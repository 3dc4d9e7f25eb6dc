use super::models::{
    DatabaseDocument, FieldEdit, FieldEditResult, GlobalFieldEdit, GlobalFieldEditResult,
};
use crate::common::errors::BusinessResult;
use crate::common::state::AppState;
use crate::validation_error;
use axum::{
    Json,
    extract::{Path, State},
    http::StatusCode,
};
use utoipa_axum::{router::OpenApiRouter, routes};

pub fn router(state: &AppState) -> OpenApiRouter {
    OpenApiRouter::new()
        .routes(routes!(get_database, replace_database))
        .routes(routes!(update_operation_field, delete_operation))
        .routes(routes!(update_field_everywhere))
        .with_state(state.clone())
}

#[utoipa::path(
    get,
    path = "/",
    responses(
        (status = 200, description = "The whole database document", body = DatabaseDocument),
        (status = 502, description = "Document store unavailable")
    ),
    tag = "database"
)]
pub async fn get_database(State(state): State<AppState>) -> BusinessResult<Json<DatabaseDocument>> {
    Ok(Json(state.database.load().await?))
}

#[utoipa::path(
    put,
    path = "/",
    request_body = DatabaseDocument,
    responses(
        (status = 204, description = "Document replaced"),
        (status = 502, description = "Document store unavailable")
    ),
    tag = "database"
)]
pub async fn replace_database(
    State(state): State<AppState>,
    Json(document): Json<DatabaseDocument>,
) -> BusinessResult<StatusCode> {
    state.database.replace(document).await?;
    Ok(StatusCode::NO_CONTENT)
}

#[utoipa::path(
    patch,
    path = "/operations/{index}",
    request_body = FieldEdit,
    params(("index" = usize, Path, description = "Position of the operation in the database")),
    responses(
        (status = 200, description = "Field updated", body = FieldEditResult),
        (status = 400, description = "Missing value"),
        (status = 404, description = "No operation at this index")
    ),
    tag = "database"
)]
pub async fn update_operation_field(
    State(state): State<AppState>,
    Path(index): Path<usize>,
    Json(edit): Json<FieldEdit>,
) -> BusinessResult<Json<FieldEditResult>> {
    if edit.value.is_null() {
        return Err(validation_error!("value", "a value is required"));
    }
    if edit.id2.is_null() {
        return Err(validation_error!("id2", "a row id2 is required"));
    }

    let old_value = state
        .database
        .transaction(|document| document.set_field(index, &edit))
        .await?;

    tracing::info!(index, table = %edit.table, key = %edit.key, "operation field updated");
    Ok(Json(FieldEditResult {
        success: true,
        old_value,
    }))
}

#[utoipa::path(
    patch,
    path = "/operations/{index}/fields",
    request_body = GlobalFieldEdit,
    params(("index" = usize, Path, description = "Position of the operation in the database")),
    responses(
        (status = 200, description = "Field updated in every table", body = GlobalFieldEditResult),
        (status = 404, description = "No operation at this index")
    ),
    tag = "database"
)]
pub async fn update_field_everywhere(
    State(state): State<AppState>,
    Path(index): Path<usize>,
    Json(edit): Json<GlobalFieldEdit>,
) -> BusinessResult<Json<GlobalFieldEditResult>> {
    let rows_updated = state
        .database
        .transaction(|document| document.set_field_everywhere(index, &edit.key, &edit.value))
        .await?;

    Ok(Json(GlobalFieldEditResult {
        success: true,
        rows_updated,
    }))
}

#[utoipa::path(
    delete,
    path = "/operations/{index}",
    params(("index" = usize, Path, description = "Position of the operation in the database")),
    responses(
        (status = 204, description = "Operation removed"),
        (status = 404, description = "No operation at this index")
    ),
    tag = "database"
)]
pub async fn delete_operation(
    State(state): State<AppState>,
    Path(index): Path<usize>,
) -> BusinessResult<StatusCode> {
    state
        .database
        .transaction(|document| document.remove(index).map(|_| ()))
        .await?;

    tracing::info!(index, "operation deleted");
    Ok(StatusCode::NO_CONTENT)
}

++++

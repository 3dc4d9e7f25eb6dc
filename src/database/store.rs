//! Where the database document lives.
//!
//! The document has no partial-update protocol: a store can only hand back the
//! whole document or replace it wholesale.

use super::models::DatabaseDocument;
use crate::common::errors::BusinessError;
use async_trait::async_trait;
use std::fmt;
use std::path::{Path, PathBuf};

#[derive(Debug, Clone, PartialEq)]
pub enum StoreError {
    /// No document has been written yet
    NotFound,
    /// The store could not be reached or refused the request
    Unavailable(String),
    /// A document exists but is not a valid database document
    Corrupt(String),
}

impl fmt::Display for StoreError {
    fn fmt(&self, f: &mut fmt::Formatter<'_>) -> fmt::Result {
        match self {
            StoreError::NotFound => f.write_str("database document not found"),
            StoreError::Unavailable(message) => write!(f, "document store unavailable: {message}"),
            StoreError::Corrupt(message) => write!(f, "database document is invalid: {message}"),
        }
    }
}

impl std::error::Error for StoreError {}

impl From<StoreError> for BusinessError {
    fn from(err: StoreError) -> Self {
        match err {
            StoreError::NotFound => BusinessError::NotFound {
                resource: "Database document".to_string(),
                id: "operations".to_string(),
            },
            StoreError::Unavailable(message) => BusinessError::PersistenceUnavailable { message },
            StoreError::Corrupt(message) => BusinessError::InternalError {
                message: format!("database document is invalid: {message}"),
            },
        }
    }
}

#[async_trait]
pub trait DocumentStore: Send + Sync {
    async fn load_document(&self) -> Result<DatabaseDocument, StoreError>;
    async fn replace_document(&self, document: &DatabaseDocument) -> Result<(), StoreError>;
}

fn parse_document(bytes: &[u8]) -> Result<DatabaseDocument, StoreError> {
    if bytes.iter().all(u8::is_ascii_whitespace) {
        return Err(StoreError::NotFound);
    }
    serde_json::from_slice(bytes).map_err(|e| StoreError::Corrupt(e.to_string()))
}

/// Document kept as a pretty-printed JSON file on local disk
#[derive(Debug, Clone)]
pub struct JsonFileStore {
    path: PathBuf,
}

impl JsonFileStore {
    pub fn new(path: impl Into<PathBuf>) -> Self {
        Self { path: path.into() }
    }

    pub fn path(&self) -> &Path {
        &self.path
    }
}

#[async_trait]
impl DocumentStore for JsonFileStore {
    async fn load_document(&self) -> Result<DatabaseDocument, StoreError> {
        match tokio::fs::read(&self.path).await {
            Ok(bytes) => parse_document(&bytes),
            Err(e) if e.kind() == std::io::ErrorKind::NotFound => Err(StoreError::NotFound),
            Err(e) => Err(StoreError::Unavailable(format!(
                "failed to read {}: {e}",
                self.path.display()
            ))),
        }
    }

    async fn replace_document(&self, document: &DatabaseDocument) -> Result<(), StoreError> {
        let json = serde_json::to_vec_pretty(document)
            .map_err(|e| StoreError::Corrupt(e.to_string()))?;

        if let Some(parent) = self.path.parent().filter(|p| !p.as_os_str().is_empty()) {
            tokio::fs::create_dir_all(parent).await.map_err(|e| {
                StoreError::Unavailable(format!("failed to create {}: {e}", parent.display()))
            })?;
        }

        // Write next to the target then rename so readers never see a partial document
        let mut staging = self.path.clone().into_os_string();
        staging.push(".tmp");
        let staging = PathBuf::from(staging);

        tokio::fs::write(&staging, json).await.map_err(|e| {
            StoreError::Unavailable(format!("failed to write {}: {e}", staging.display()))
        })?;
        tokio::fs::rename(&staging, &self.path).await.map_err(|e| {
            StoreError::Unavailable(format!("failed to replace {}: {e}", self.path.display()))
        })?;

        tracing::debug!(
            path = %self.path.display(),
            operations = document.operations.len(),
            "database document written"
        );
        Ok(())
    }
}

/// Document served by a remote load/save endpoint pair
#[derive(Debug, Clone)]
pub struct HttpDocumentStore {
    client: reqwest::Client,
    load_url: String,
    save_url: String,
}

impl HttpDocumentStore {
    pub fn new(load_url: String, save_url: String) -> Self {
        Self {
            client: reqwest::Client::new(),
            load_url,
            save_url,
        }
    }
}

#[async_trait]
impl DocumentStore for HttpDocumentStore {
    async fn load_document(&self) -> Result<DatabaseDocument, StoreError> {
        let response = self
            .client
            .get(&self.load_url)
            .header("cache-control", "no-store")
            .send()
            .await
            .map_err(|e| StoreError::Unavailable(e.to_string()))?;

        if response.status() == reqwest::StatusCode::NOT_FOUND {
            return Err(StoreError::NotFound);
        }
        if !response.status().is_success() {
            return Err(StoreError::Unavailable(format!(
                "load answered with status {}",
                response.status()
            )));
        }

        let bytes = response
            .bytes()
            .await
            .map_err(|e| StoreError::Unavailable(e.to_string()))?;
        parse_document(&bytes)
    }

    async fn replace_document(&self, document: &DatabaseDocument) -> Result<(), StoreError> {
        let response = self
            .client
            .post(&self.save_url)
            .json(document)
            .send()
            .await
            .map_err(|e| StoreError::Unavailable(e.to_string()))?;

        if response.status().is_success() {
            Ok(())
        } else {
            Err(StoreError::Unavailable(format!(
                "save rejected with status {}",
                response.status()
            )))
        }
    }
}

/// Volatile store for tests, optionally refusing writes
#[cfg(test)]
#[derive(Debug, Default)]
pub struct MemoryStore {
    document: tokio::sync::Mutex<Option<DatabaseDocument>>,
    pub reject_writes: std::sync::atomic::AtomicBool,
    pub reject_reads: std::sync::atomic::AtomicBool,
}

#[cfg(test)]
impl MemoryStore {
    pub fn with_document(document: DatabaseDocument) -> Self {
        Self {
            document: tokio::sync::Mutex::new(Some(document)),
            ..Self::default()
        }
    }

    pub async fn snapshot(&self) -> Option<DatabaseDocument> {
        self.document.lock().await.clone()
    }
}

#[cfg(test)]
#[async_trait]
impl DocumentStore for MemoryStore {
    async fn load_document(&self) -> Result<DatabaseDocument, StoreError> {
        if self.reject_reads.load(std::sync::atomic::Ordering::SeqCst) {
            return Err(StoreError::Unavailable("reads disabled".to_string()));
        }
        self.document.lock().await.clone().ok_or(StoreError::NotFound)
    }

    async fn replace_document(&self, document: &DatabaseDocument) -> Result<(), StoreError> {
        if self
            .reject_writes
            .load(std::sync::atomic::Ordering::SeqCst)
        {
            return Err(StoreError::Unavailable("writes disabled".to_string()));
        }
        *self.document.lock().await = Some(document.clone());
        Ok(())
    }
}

++++

What needs to be done: Please return all lines above in which the string "OpenApiRouter" is found.

Reply to the task:
use utoipa_axum::{router::OpenApiRouter, routes};
pub fn router(state: &AppState) -> OpenApiRouter {
    OpenApiRouter::new()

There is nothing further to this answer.